Problem details: Search term "opsPerSec": copy each line of the records that contains it.

━━━━

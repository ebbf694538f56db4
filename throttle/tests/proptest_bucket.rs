// Copyright (c) 2024 Botho Foundation

//! Property-based tests for the capacity bucket and multi-bucket draws.
//!
//! These tests check that bucket accounting holds for arbitrary sequences of
//! draws, leaks and rollbacks, not just hand-picked timelines.

use bth_throttle::{
    AccountId, CapacityBucket, Functionality, InMemoryLedger, ScaleFactor, StaticConfig,
    ThrottleConfig, ThrottleDefinitions, ThrottleOrchestrator, ThrottleType, Timestamp,
    TransactionBody, TransactionData, TransactionInfo,
};
use proptest::prelude::*;
use std::sync::Arc;

const BURST_NANOS: u64 = 1_000_000_000;

#[derive(Debug, Clone)]
enum Op {
    Allow { advance_nanos: u64, units: u64 },
    Reclaim,
    Reset,
    Leak(u64),
}

fn op_strategy(capacity: u64) -> impl Strategy<Value = Op> {
    prop_oneof![
        4 => (0..2 * BURST_NANOS, 0..=capacity + 10)
            .prop_map(|(advance_nanos, units)| Op::Allow { advance_nanos, units }),
        1 => Just(Op::Reclaim),
        1 => Just(Op::Reset),
        1 => (0..=capacity).prop_map(Op::Leak),
    ]
}

fn start() -> Timestamp {
    Timestamp::from_seconds(1_000)
}

// ============================================================================
// Bucket Property Tests
// ============================================================================

proptest! {
    /// Property: usage never leaves `0..=capacity`.
    /// Holds after every operation of any sequence.
    #[test]
    fn prop_used_within_capacity(
        capacity in 0u64..10_000,
        ops in prop::collection::vec(op_strategy(10_000), 1..64),
    ) {
        let mut bucket = CapacityBucket::new(capacity, BURST_NANOS);
        let mut now = start();
        for op in ops {
            match op {
                Op::Allow { advance_nanos, units } => {
                    now = now.plus_nanos(advance_nanos);
                    bucket.allow(now, units);
                }
                Op::Reclaim => bucket.reclaim_last_allowed_use(),
                Op::Reset => bucket.reset_last_allowed_use(),
                Op::Leak(units) => bucket.leak_capacity(units),
            }
            prop_assert!(bucket.used() <= bucket.capacity());
            prop_assert!(bucket.last_allowed_units() <= bucket.used());
        }
    }

    /// Property: reclaiming right after a granted draw restores the usage
    /// seen by that draw before it was granted.
    #[test]
    fn prop_reclaim_restores_usage(
        capacity in 1u64..10_000,
        first in 0u64..10_000,
        advance_nanos in 0..BURST_NANOS,
        units in 0u64..10_000,
    ) {
        let mut bucket = CapacityBucket::new(capacity, BURST_NANOS);
        bucket.allow(start(), first.min(capacity));
        bucket.reset_last_allowed_use();

        let later = start().plus_nanos(advance_nanos);
        let before = capacity - bucket.capacity_free(later);
        if bucket.allow(later, units) {
            bucket.reclaim_last_allowed_use();
            prop_assert_eq!(bucket.used(), before);
        } else {
            prop_assert_eq!(bucket.used(), first.min(capacity));
        }
    }

    /// Property: replaying a reclaimed draw at the same instant reaches the
    /// same verdict.
    #[test]
    fn prop_replay_is_idempotent(
        capacity in 1u64..10_000,
        prior in 0u64..10_000,
        units in 0u64..20_000,
    ) {
        let mut bucket = CapacityBucket::new(capacity, BURST_NANOS);
        bucket.allow(start(), prior.min(capacity));
        bucket.reset_last_allowed_use();

        let now = start().plus_nanos(1_000);
        let verdict = bucket.allow(now, units);
        bucket.reclaim_last_allowed_use();
        prop_assert_eq!(bucket.allow(now, units), verdict);
    }

    /// Property: a bucket drained to capacity is fully free again after one
    /// burst period without draws.
    #[test]
    fn prop_full_burst_drains(capacity in 1u64..1_000_000, extra_nanos in 0u64..BURST_NANOS) {
        let mut bucket = CapacityBucket::new(capacity, BURST_NANOS);
        prop_assert!(bucket.allow(start(), capacity));
        let later = start().plus_nanos(BURST_NANOS + extra_nanos);
        prop_assert_eq!(bucket.capacity_free(later), capacity);
        prop_assert!(bucket.allow(later, capacity));
    }

    /// Property: leaking in many small steps frees exactly as much as one
    /// long step.
    #[test]
    fn prop_leak_is_path_independent(
        capacity in 1u64..1_000_000,
        steps in prop::collection::vec(1u64..50_000_000, 1..16),
    ) {
        let mut stepped = CapacityBucket::new(capacity, BURST_NANOS);
        let mut single = CapacityBucket::new(capacity, BURST_NANOS);
        stepped.allow(start(), capacity);
        single.allow(start(), capacity);

        let mut now = start();
        for step in &steps {
            now = now.plus_nanos(*step);
            stepped.allow(now, 0);
        }
        single.allow(now, 0);
        prop_assert_eq!(stepped.used(), single.used());
    }

    /// Property: scaling never yields zero and never exceeds the exact
    /// product.
    #[test]
    fn prop_scaling_floor(
        numerator in 1u32..100,
        denominator in 1u32..100,
        nominal in 0u64..1_000_000,
    ) {
        let scale = ScaleFactor::new(numerator, denominator).unwrap();
        let scaled = scale.scaling(nominal);
        prop_assert!(scaled >= 1);
        let exact = u128::from(nominal) * u128::from(numerator);
        let bound = exact.max(u128::from(denominator));
        prop_assert!(u128::from(scaled) * u128::from(denominator) <= bound);
    }
}

// ============================================================================
// Orchestrator Property Tests
// ============================================================================

fn orchestrator() -> ThrottleOrchestrator {
    let definitions = ThrottleDefinitions::from_json_str(
        r#"{
            "buckets": [
                { "name": "Wide", "burstPeriod": 1, "throttleGroups": [{ "opsPerSec": 50, "operations": ["CryptoCreate", "CryptoTransfer"] }] },
                { "name": "Narrow", "burstPeriod": 1, "throttleGroups": [{ "opsPerSec": 7, "operations": ["CryptoCreate"] }] }
            ]
        }"#,
    )
    .unwrap();
    let mut orchestrator = ThrottleOrchestrator::new(
        ThrottleType::Frontend,
        Arc::new(StaticConfig::new(ThrottleConfig::default())),
    );
    orchestrator.rebuild(&definitions);
    orchestrator
}

/// Usage of every TPS bucket as seen at `now`.
fn levels(orchestrator: &ThrottleOrchestrator, now: Timestamp) -> Vec<u64> {
    orchestrator
        .all_active_throttles()
        .iter()
        .map(|throttle| throttle.capacity() - throttle.bucket().capacity_free(now))
        .collect()
}

proptest! {
    /// Property: a denied decision leaves every bucket as it found it.
    #[test]
    fn prop_denied_decision_leaves_no_trace(
        decisions in prop::collection::vec((any::<bool>(), 0u64..200_000_000), 1..40),
    ) {
        let mut orchestrator = orchestrator();
        let ledger = InMemoryLedger::new();
        let mut now = start();
        for (create, advance_nanos) in decisions {
            now = now.plus_nanos(advance_nanos);
            let function = if create {
                Functionality::CryptoCreate
            } else {
                Functionality::CryptoTransfer
            };
            let txn = TransactionInfo::new(
                AccountId::num(5000),
                TransactionBody::new(TransactionData::Other(function)),
                100,
            );
            let before = levels(&orchestrator, now);
            let verdict = orchestrator.check_and_enforce_throttle(&txn, now, &ledger, None);
            if verdict.should_throttle {
                let after = levels(&orchestrator, now);
                prop_assert_eq!(after, before);
            }
        }
    }
}
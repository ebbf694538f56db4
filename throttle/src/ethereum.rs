// Copyright (c) 2024 Botho Foundation

//! Minimal decoding of RLP-encoded Ethereum transactions.
//!
//! Only the fields that drive throttling are extracted: the gas limit, the
//! recipient and whether any value is transferred. Legacy, EIP-2930 and
//! EIP-1559 envelopes are understood; anything else is undecodable.

use crate::{
    entity::EVM_ADDRESS_SIZE,
    error::{ThrottleError, ThrottleResult},
};
use alloy_rlp::Header;

const EIP2930_TX_TYPE: u8 = 0x01;
const EIP1559_TX_TYPE: u8 = 0x02;

/// First byte of an RLP list header.
const RLP_LIST_OFFSET: u8 = 0xc0;

/// The throttle-relevant fields of an Ethereum transaction.
#[derive(Debug, Clone, PartialEq, Eq)]
pub struct EthTxData {
    /// Gas limit offered by the sender
    pub gas_limit: u64,
    /// Recipient address; `None` for contract creation
    pub to: Option<[u8; EVM_ADDRESS_SIZE]>,
    /// Whether a non-zero value is transferred
    pub value_is_positive: bool,
}

impl EthTxData {
    /// Decode an encoded transaction envelope.
    pub fn decode(data: &[u8]) -> ThrottleResult<Self> {
        // Fields preceding the gas limit for each envelope
        let (leading_fields, mut envelope) = match data.first() {
            Some(&EIP2930_TX_TYPE) => (3, &data[1..]),
            Some(&EIP1559_TX_TYPE) => (4, &data[1..]),
            Some(first) if *first >= RLP_LIST_OFFSET => (2, data),
            Some(first) => {
                return Err(ThrottleError::InvalidEthereumData(format!(
                    "unsupported transaction type 0x{first:02x}"
                )))
            }
            None => {
                return Err(ThrottleError::InvalidEthereumData(
                    "empty payload".to_string(),
                ))
            }
        };

        let (is_list, mut fields) = next_item(&mut envelope)?;
        if !is_list {
            return Err(alloy_rlp::Error::UnexpectedString.into());
        }
        if !envelope.is_empty() {
            return Err(ThrottleError::InvalidEthereumData(
                "trailing bytes after transaction".to_string(),
            ));
        }

        for _ in 0..leading_fields {
            next_string(&mut fields)?;
        }
        let gas_limit = be_u64(next_string(&mut fields)?)?;
        let to = match next_string(&mut fields)? {
            [] => None,
            address => Some(
                <[u8; EVM_ADDRESS_SIZE]>::try_from(address)
                    .map_err(|_| alloy_rlp::Error::UnexpectedLength)?,
            ),
        };
        let value_is_positive = next_string(&mut fields)?.iter().any(|byte| *byte != 0);
        // Call data must be present even though it is not inspected
        next_string(&mut fields)?;

        Ok(Self {
            gas_limit,
            to,
            value_is_positive,
        })
    }
}

/// Split the next item off `buf`, returning whether it is a list and its
/// payload.
fn next_item<'a>(buf: &mut &'a [u8]) -> Result<(bool, &'a [u8]), alloy_rlp::Error> {
    let header = Header::decode(buf)?;
    if buf.len() < header.payload_length {
        return Err(alloy_rlp::Error::InputTooShort);
    }
    let (payload, rest) = buf.split_at(header.payload_length);
    *buf = rest;
    Ok((header.list, payload))
}

fn next_string<'a>(buf: &mut &'a [u8]) -> Result<&'a [u8], alloy_rlp::Error> {
    match next_item(buf)? {
        (false, payload) => Ok(payload),
        (true, _) => Err(alloy_rlp::Error::UnexpectedList),
    }
}

fn be_u64(bytes: &[u8]) -> Result<u64, alloy_rlp::Error> {
    if bytes.len() > 8 {
        return Err(alloy_rlp::Error::Overflow);
    }
    Ok(bytes
        .iter()
        .fold(0u64, |acc, byte| (acc << 8) | u64::from(*byte)))
}
// Copyright (c) 2024 Botho Foundation

//! The closed set of transaction and query kinds the engine can throttle.

use serde::{Deserialize, Serialize};
use std::{fmt, str::FromStr};

/// A transaction or query kind.
///
/// Names serialize in PascalCase, matching the operation names used in
/// throttle definition documents.
#[allow(missing_docs)]
#[derive(Debug, Clone, Copy, PartialEq, Eq, PartialOrd, Ord, Hash, Serialize, Deserialize)]
pub enum Functionality {
    // Crypto
    CryptoTransfer,
    CryptoCreate,
    CryptoUpdate,
    CryptoDelete,
    CryptoApproveAllowance,
    CryptoDeleteAllowance,
    CryptoGetAccountBalance,
    CryptoGetInfo,
    CryptoGetAccountRecords,

    // Smart contracts
    ContractCall,
    ContractCreate,
    ContractUpdate,
    ContractDelete,
    ContractCallLocal,
    ContractGetInfo,
    EthereumTransaction,

    // Consensus topics
    ConsensusCreateTopic,
    ConsensusUpdateTopic,
    ConsensusDeleteTopic,
    ConsensusSubmitMessage,
    ConsensusGetTopicInfo,

    // Files
    FileCreate,
    FileUpdate,
    FileAppend,
    FileDelete,
    FileGetContents,
    FileGetInfo,

    // Tokens
    TokenCreate,
    TokenUpdate,
    TokenDelete,
    TokenMint,
    TokenBurn,
    TokenAssociateToAccount,
    TokenDissociateFromAccount,
    TokenFreezeAccount,
    TokenUnfreezeAccount,
    TokenGrantKycToAccount,
    TokenRevokeKycFromAccount,
    TokenAccountWipe,
    TokenPause,
    TokenUnpause,
    TokenAirdrop,
    TokenClaimAirdrop,
    TokenCancelAirdrop,
    TokenGetInfo,
    TokenGetNftInfo,

    // Scheduling
    ScheduleCreate,
    ScheduleSign,
    ScheduleDelete,
    ScheduleGetInfo,

    // Network and utility
    UtilPrng,
    AtomicBatch,
    Freeze,
    SystemDelete,
    SystemUndelete,
    NodeCreate,
    NodeUpdate,
    NodeDelete,
    GetVersionInfo,
    TransactionGetReceipt,
    TransactionGetRecord,
    NetworkGetExecutionTime,
}

impl Functionality {
    /// Every functionality, in declaration order.
    pub const ALL: &'static [Functionality] = &[
        Functionality::CryptoTransfer,
        Functionality::CryptoCreate,
        Functionality::CryptoUpdate,
        Functionality::CryptoDelete,
        Functionality::CryptoApproveAllowance,
        Functionality::CryptoDeleteAllowance,
        Functionality::CryptoGetAccountBalance,
        Functionality::CryptoGetInfo,
        Functionality::CryptoGetAccountRecords,
        Functionality::ContractCall,
        Functionality::ContractCreate,
        Functionality::ContractUpdate,
        Functionality::ContractDelete,
        Functionality::ContractCallLocal,
        Functionality::ContractGetInfo,
        Functionality::EthereumTransaction,
        Functionality::ConsensusCreateTopic,
        Functionality::ConsensusUpdateTopic,
        Functionality::ConsensusDeleteTopic,
        Functionality::ConsensusSubmitMessage,
        Functionality::ConsensusGetTopicInfo,
        Functionality::FileCreate,
        Functionality::FileUpdate,
        Functionality::FileAppend,
        Functionality::FileDelete,
        Functionality::FileGetContents,
        Functionality::FileGetInfo,
        Functionality::TokenCreate,
        Functionality::TokenUpdate,
        Functionality::TokenDelete,
        Functionality::TokenMint,
        Functionality::TokenBurn,
        Functionality::TokenAssociateToAccount,
        Functionality::TokenDissociateFromAccount,
        Functionality::TokenFreezeAccount,
        Functionality::TokenUnfreezeAccount,
        Functionality::TokenGrantKycToAccount,
        Functionality::TokenRevokeKycFromAccount,
        Functionality::TokenAccountWipe,
        Functionality::TokenPause,
        Functionality::TokenUnpause,
        Functionality::TokenAirdrop,
        Functionality::TokenClaimAirdrop,
        Functionality::TokenCancelAirdrop,
        Functionality::TokenGetInfo,
        Functionality::TokenGetNftInfo,
        Functionality::ScheduleCreate,
        Functionality::ScheduleSign,
        Functionality::ScheduleDelete,
        Functionality::ScheduleGetInfo,
        Functionality::UtilPrng,
        Functionality::AtomicBatch,
        Functionality::Freeze,
        Functionality::SystemDelete,
        Functionality::SystemUndelete,
        Functionality::NodeCreate,
        Functionality::NodeUpdate,
        Functionality::NodeDelete,
        Functionality::GetVersionInfo,
        Functionality::TransactionGetReceipt,
        Functionality::TransactionGetRecord,
        Functionality::NetworkGetExecutionTime,
    ];

    /// The canonical name of this functionality.
    pub fn as_str(&self) -> &'static str {
        match self {
            Functionality::CryptoTransfer => "CryptoTransfer",
            Functionality::CryptoCreate => "CryptoCreate",
            Functionality::CryptoUpdate => "CryptoUpdate",
            Functionality::CryptoDelete => "CryptoDelete",
            Functionality::CryptoApproveAllowance => "CryptoApproveAllowance",
            Functionality::CryptoDeleteAllowance => "CryptoDeleteAllowance",
            Functionality::CryptoGetAccountBalance => "CryptoGetAccountBalance",
            Functionality::CryptoGetInfo => "CryptoGetInfo",
            Functionality::CryptoGetAccountRecords => "CryptoGetAccountRecords",
            Functionality::ContractCall => "ContractCall",
            Functionality::ContractCreate => "ContractCreate",
            Functionality::ContractUpdate => "ContractUpdate",
            Functionality::ContractDelete => "ContractDelete",
            Functionality::ContractCallLocal => "ContractCallLocal",
            Functionality::ContractGetInfo => "ContractGetInfo",
            Functionality::EthereumTransaction => "EthereumTransaction",
            Functionality::ConsensusCreateTopic => "ConsensusCreateTopic",
            Functionality::ConsensusUpdateTopic => "ConsensusUpdateTopic",
            Functionality::ConsensusDeleteTopic => "ConsensusDeleteTopic",
            Functionality::ConsensusSubmitMessage => "ConsensusSubmitMessage",
            Functionality::ConsensusGetTopicInfo => "ConsensusGetTopicInfo",
            Functionality::FileCreate => "FileCreate",
            Functionality::FileUpdate => "FileUpdate",
            Functionality::FileAppend => "FileAppend",
            Functionality::FileDelete => "FileDelete",
            Functionality::FileGetContents => "FileGetContents",
            Functionality::FileGetInfo => "FileGetInfo",
            Functionality::TokenCreate => "TokenCreate",
            Functionality::TokenUpdate => "TokenUpdate",
            Functionality::TokenDelete => "TokenDelete",
            Functionality::TokenMint => "TokenMint",
            Functionality::TokenBurn => "TokenBurn",
            Functionality::TokenAssociateToAccount => "TokenAssociateToAccount",
            Functionality::TokenDissociateFromAccount => "TokenDissociateFromAccount",
            Functionality::TokenFreezeAccount => "TokenFreezeAccount",
            Functionality::TokenUnfreezeAccount => "TokenUnfreezeAccount",
            Functionality::TokenGrantKycToAccount => "TokenGrantKycToAccount",
            Functionality::TokenRevokeKycFromAccount => "TokenRevokeKycFromAccount",
            Functionality::TokenAccountWipe => "TokenAccountWipe",
            Functionality::TokenPause => "TokenPause",
            Functionality::TokenUnpause => "TokenUnpause",
            Functionality::TokenAirdrop => "TokenAirdrop",
            Functionality::TokenClaimAirdrop => "TokenClaimAirdrop",
            Functionality::TokenCancelAirdrop => "TokenCancelAirdrop",
            Functionality::TokenGetInfo => "TokenGetInfo",
            Functionality::TokenGetNftInfo => "TokenGetNftInfo",
            Functionality::ScheduleCreate => "ScheduleCreate",
            Functionality::ScheduleSign => "ScheduleSign",
            Functionality::ScheduleDelete => "ScheduleDelete",
            Functionality::ScheduleGetInfo => "ScheduleGetInfo",
            Functionality::UtilPrng => "UtilPrng",
            Functionality::AtomicBatch => "AtomicBatch",
            Functionality::Freeze => "Freeze",
            Functionality::SystemDelete => "SystemDelete",
            Functionality::SystemUndelete => "SystemUndelete",
            Functionality::NodeCreate => "NodeCreate",
            Functionality::NodeUpdate => "NodeUpdate",
            Functionality::NodeDelete => "NodeDelete",
            Functionality::GetVersionInfo => "GetVersionInfo",
            Functionality::TransactionGetReceipt => "TransactionGetReceipt",
            Functionality::TransactionGetRecord => "TransactionGetRecord",
            Functionality::NetworkGetExecutionTime => "NetworkGetExecutionTime",
        }
    }

    /// Whether this functionality is metered by the gas throttle.
    pub fn is_gas_throttled(&self) -> bool {
        matches!(
            self,
            Functionality::ContractCallLocal
                | Functionality::ContractCall
                | Functionality::ContractCreate
                | Functionality::EthereumTransaction
        )
    }

    /// Whether this functionality can create accounts as a side effect.
    pub fn can_auto_create(&self) -> bool {
        matches!(
            self,
            Functionality::CryptoTransfer | Functionality::EthereumTransaction
        )
    }

    /// Whether this functionality can create token associations as a side
    /// effect.
    pub fn can_auto_associate(&self) -> bool {
        *self == Functionality::CryptoTransfer
    }

    /// Whether this functionality is answered as a query rather than
    /// submitted as a transaction.
    pub fn is_query(&self) -> bool {
        matches!(
            self,
            Functionality::CryptoGetAccountBalance
                | Functionality::CryptoGetInfo
                | Functionality::CryptoGetAccountRecords
                | Functionality::ContractCallLocal
                | Functionality::ContractGetInfo
                | Functionality::ConsensusGetTopicInfo
                | Functionality::FileGetContents
                | Functionality::FileGetInfo
                | Functionality::TokenGetInfo
                | Functionality::TokenGetNftInfo
                | Functionality::ScheduleGetInfo
                | Functionality::GetVersionInfo
                | Functionality::TransactionGetReceipt
                | Functionality::TransactionGetRecord
                | Functionality::NetworkGetExecutionTime
        )
    }
}

impl fmt::Display for Functionality {
    fn fmt(&self, f: &mut fmt::Formatter<'_>) -> fmt::Result {
        f.write_str(self.as_str())
    }
}

impl FromStr for Functionality {
    type Err = String;

    fn from_str(s: &str) -> Result<Self, Self::Err> {
        Functionality::ALL
            .iter()
            .find(|function| function.as_str() == s)
            .copied()
            .ok_or_else(|| format!("unknown functionality '{}'", s))
    }
}

#[cfg(test)]
mod tests {
    use super::*;

    #[test]
    fn test_names_round_trip_through_from_str() {
        for function in Functionality::ALL {
            assert_eq!(function.as_str().parse::<Functionality>(), Ok(*function));
        }
        assert!("NotAThing".parse::<Functionality>().is_err());
    }

    #[test]
    fn test_serde_name_matches_display() {
        for function in Functionality::ALL {
            let json = serde_json::to_string(function).unwrap();
            assert_eq!(json, format!("\"{}\"", function));
        }
    }

    #[test]
    fn test_gas_throttled_set() {
        let gas: Vec<_> = Functionality::ALL
            .iter()
            .filter(|f| f.is_gas_throttled())
            .collect();
        assert_eq!(gas.len(), 4);
        assert!(Functionality::EthereumTransaction.is_gas_throttled());
        assert!(!Functionality::CryptoTransfer.is_gas_throttled());
    }

    #[test]
    fn test_side_effect_predicates() {
        assert!(Functionality::CryptoTransfer.can_auto_create());
        assert!(Functionality::EthereumTransaction.can_auto_create());
        assert!(!Functionality::TokenMint.can_auto_create());
        assert!(Functionality::CryptoTransfer.can_auto_associate());
        assert!(!Functionality::EthereumTransaction.can_auto_associate());
    }
}
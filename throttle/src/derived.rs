// Copyright (c) 2024 Botho Foundation

//! Secondary costs derived from a transaction body and ledger state.
//!
//! These calculators are pure: they read the body and the [`LedgerView`]
//! and never touch a throttle.

use crate::{
    entity::{is_entity_num_alias, is_of_evm_address_size, is_serialized_key, AccountId},
    ethereum::EthTxData,
    functionality::Functionality,
    ledger::LedgerView,
    time::Timestamp,
    transaction::{CryptoTransferBody, ScheduleCreateBody, TransactionBody, TransactionData},
};

/// Number of accounts a transaction will create implicitly.
#[derive(Debug, Clone, Copy, PartialEq, Eq)]
pub enum ImplicitCreations {
    /// A definite count, possibly zero
    Known(u64),
    /// The payload could not be decoded; the transaction must be denied
    Unknown,
}

impl ImplicitCreations {
    /// The count, if known.
    pub fn known(&self) -> Option<u64> {
        match self {
            ImplicitCreations::Known(count) => Some(*count),
            ImplicitCreations::Unknown => None,
        }
    }
}

/// Computes derived costs in the context of one shard and realm.
#[derive(Clone, Copy)]
pub struct DerivedCosts<'a> {
    ledger: &'a dyn LedgerView,
    shard: u64,
    realm: u64,
}

impl<'a> DerivedCosts<'a> {
    /// Create a calculator over `ledger`.
    pub fn new(ledger: &'a dyn LedgerView, shard: u64, realm: u64) -> Self {
        Self {
            ledger,
            shard,
            realm,
        }
    }

    /// Implicit account creations caused by `body`.
    ///
    /// Ethereum payloads that cannot be decoded yield
    /// [`ImplicitCreations::Unknown`]. Bodies other than transfers and
    /// Ethereum transactions create nothing.
    pub fn implicit_creations(&self, body: &TransactionBody) -> ImplicitCreations {
        match &body.data {
            TransactionData::EthereumTransaction { ethereum_data } => {
                match EthTxData::decode(ethereum_data) {
                    Ok(tx) => ImplicitCreations::Known(self.eth_implicit_creations(&tx)),
                    Err(_) => ImplicitCreations::Unknown,
                }
            }
            TransactionData::CryptoTransfer(op) => {
                ImplicitCreations::Known(self.transfer_implicit_creations(op))
            }
            _ => ImplicitCreations::Known(0),
        }
    }

    fn eth_implicit_creations(&self, tx: &EthTxData) -> u64 {
        if !tx.value_is_positive {
            return 0;
        }
        match tx.to {
            Some(to) if self.ledger.contains_alias(self.shard, self.realm, &to) => 0,
            // An empty recipient never resolves to an existing account
            _ => 1,
        }
    }

    /// Implicit creations of a crypto transfer: hbar legs, then fungible
    /// token legs, then NFT receivers.
    pub fn transfer_implicit_creations(&self, op: &CryptoTransferBody) -> u64 {
        let hbar = op
            .transfers
            .iter()
            .filter(|adjust| self.creates_account(&adjust.account_id, adjust.amount))
            .count();
        let tokens = op
            .token_transfers
            .iter()
            .map(|list| {
                let fungible = list
                    .transfers
                    .iter()
                    .filter(|adjust| self.creates_account(&adjust.account_id, adjust.amount))
                    .count();
                let nfts = list
                    .nft_transfers
                    .iter()
                    .filter(|change| {
                        change.receiver.as_ref().is_some_and(|receiver| {
                            self.creates_account(receiver, change.serial_number)
                        })
                    })
                    .count();
                fungible + nfts
            })
            .sum::<usize>();
        (hbar + tokens) as u64
    }

    fn creates_account(&self, account: &AccountId, asset_change: i64) -> bool {
        self.references_alias_not_in_use(account) && is_plausible_auto_create(account, asset_change)
    }

    fn references_alias_not_in_use(&self, account: &AccountId) -> bool {
        let Some(alias) = account.alias_bytes() else {
            return false;
        };
        if is_entity_num_alias(alias, self.shard, self.realm) {
            return false;
        }
        !self.ledger.contains_alias(account.shard, account.realm, alias)
    }

    /// Token associations a crypto transfer would create automatically.
    pub fn auto_associations(&self, body: &TransactionBody) -> u64 {
        let Some(op) = body.crypto_transfer() else {
            return 0;
        };
        op.token_transfers
            .iter()
            .map(|list| {
                let credited = list
                    .transfers
                    .iter()
                    .filter(|adjust| adjust.amount > 0)
                    .filter(|adjust| {
                        !self
                            .ledger
                            .has_token_relation(&adjust.account_id, &list.token)
                    })
                    .count();
                let received = list
                    .nft_transfers
                    .iter()
                    .filter_map(|change| change.receiver.as_ref())
                    .filter(|receiver| !self.ledger.has_token_relation(receiver, &list.token))
                    .count();
                (credited + received) as u64
            })
            .sum()
    }
}

fn is_plausible_auto_create(account: &AccountId, asset_change: i64) -> bool {
    asset_change > 0
        && account
            .alias_bytes()
            .is_some_and(|alias| is_serialized_key(alias) || is_of_evm_address_size(alias))
}

/// The gas limit a contract transaction reserves.
///
/// A negative limit is treated as unbounded. Undecodable Ethereum payloads
/// and non-contract bodies reserve nothing.
pub fn gas_limit_for(body: &TransactionBody, function: Functionality) -> u64 {
    let nominal = match (&body.data, function) {
        (TransactionData::ContractCreate { gas }, Functionality::ContractCreate)
        | (TransactionData::ContractCall { gas }, Functionality::ContractCall) => *gas,
        (
            TransactionData::EthereumTransaction { ethereum_data },
            Functionality::EthereumTransaction,
        ) => {
            return EthTxData::decode(ethereum_data)
                .map(|tx| tx.gas_limit.min(i64::MAX as u64))
                .unwrap_or(0);
        }
        _ => 0,
    };
    u64::try_from(nominal).unwrap_or(i64::MAX as u64)
}

/// The consensus second a schedule created by `op` expires in.
pub fn schedule_expiry_second(
    op: &ScheduleCreateBody,
    valid_start: Timestamp,
    default_lifetime_secs: i64,
) -> i64 {
    if op.wait_for_expiry {
        op.expiration_time.unwrap_or_default().seconds
    } else {
        valid_start.seconds.saturating_add(default_lifetime_secs)
    }
}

━━━━

Exercise result:
                { "name": "Wide", "burstPeriod": 1, "throttleGroups": [{ "opsPerSec": 50, "operations": ["CryptoCreate", "CryptoTransfer"] }] },
                { "name": "Narrow", "burstPeriod": 1, "throttleGroups": [{ "opsPerSec": 7, "operations": ["CryptoCreate"] }] }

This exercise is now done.